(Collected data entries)
--- START ---

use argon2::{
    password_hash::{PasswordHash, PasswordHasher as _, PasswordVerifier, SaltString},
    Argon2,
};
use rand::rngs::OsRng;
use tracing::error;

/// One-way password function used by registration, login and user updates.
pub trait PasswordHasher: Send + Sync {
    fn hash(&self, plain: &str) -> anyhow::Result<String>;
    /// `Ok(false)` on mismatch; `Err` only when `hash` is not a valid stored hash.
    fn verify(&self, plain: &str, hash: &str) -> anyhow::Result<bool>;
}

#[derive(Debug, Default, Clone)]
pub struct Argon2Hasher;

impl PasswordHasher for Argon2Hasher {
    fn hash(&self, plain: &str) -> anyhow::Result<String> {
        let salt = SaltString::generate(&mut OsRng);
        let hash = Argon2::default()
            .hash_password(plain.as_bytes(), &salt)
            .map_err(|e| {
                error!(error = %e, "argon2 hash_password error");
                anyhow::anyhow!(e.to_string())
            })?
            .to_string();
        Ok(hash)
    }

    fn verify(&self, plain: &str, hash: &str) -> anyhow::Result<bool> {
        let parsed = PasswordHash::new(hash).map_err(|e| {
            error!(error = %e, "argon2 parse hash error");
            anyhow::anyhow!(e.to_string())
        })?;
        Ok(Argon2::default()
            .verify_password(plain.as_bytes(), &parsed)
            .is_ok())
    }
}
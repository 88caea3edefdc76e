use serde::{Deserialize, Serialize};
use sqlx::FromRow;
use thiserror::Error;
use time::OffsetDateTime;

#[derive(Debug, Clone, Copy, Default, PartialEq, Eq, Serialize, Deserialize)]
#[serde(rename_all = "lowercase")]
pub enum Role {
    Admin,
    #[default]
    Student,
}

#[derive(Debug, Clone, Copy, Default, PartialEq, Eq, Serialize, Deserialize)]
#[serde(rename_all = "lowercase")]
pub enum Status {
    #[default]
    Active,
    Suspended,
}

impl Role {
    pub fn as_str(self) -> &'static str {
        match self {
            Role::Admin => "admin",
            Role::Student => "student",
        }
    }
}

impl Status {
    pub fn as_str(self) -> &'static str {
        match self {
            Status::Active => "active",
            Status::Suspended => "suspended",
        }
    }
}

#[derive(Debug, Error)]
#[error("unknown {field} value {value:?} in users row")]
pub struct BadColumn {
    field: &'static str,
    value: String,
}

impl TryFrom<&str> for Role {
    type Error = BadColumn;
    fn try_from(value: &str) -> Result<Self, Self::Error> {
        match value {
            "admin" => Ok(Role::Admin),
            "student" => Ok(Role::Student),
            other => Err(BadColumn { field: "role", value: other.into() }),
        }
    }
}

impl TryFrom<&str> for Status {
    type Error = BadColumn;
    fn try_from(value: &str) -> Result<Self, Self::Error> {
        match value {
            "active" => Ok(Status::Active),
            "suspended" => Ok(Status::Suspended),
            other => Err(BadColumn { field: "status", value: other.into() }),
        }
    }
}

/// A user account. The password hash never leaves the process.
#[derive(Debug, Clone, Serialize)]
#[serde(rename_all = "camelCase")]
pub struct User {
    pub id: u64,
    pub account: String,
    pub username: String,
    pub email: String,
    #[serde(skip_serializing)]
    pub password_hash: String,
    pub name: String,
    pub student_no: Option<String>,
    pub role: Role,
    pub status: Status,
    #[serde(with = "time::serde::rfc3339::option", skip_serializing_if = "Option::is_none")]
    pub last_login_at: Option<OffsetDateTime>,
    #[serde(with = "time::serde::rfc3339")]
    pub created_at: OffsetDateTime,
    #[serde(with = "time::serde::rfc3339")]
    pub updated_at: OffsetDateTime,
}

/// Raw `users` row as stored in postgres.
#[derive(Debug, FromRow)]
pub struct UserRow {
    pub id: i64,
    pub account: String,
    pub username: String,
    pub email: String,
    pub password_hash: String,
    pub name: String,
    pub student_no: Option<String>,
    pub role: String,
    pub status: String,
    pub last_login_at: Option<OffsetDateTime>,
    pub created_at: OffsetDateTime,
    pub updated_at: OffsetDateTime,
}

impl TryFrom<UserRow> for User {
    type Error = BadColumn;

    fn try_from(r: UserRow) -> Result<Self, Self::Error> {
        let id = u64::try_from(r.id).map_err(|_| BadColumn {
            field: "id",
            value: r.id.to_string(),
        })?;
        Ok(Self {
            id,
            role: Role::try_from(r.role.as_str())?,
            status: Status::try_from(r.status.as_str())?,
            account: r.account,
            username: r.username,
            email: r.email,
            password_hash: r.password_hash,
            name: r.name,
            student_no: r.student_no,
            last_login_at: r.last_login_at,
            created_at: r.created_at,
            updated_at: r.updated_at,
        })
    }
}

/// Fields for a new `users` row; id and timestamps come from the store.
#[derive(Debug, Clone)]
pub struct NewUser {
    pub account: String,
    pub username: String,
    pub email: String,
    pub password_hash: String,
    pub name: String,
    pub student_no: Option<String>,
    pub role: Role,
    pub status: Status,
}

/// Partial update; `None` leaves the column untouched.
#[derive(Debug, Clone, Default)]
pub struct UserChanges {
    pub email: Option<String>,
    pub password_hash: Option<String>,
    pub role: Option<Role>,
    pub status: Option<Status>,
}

--- END ---

**EXERCISE DESCRIPTION**: Copy out all lines above holding "BadColumn".

**RESULT OF THE TASK**:
pub struct BadColumn {
    type Error = BadColumn;
            other => Err(BadColumn { field: "role", value: other.into() }),
    type Error = BadColumn;
            other => Err(BadColumn { field: "status", value: other.into() }),
    type Error = BadColumn;
        let id = u64::try_from(r.id).map_err(|_| BadColumn {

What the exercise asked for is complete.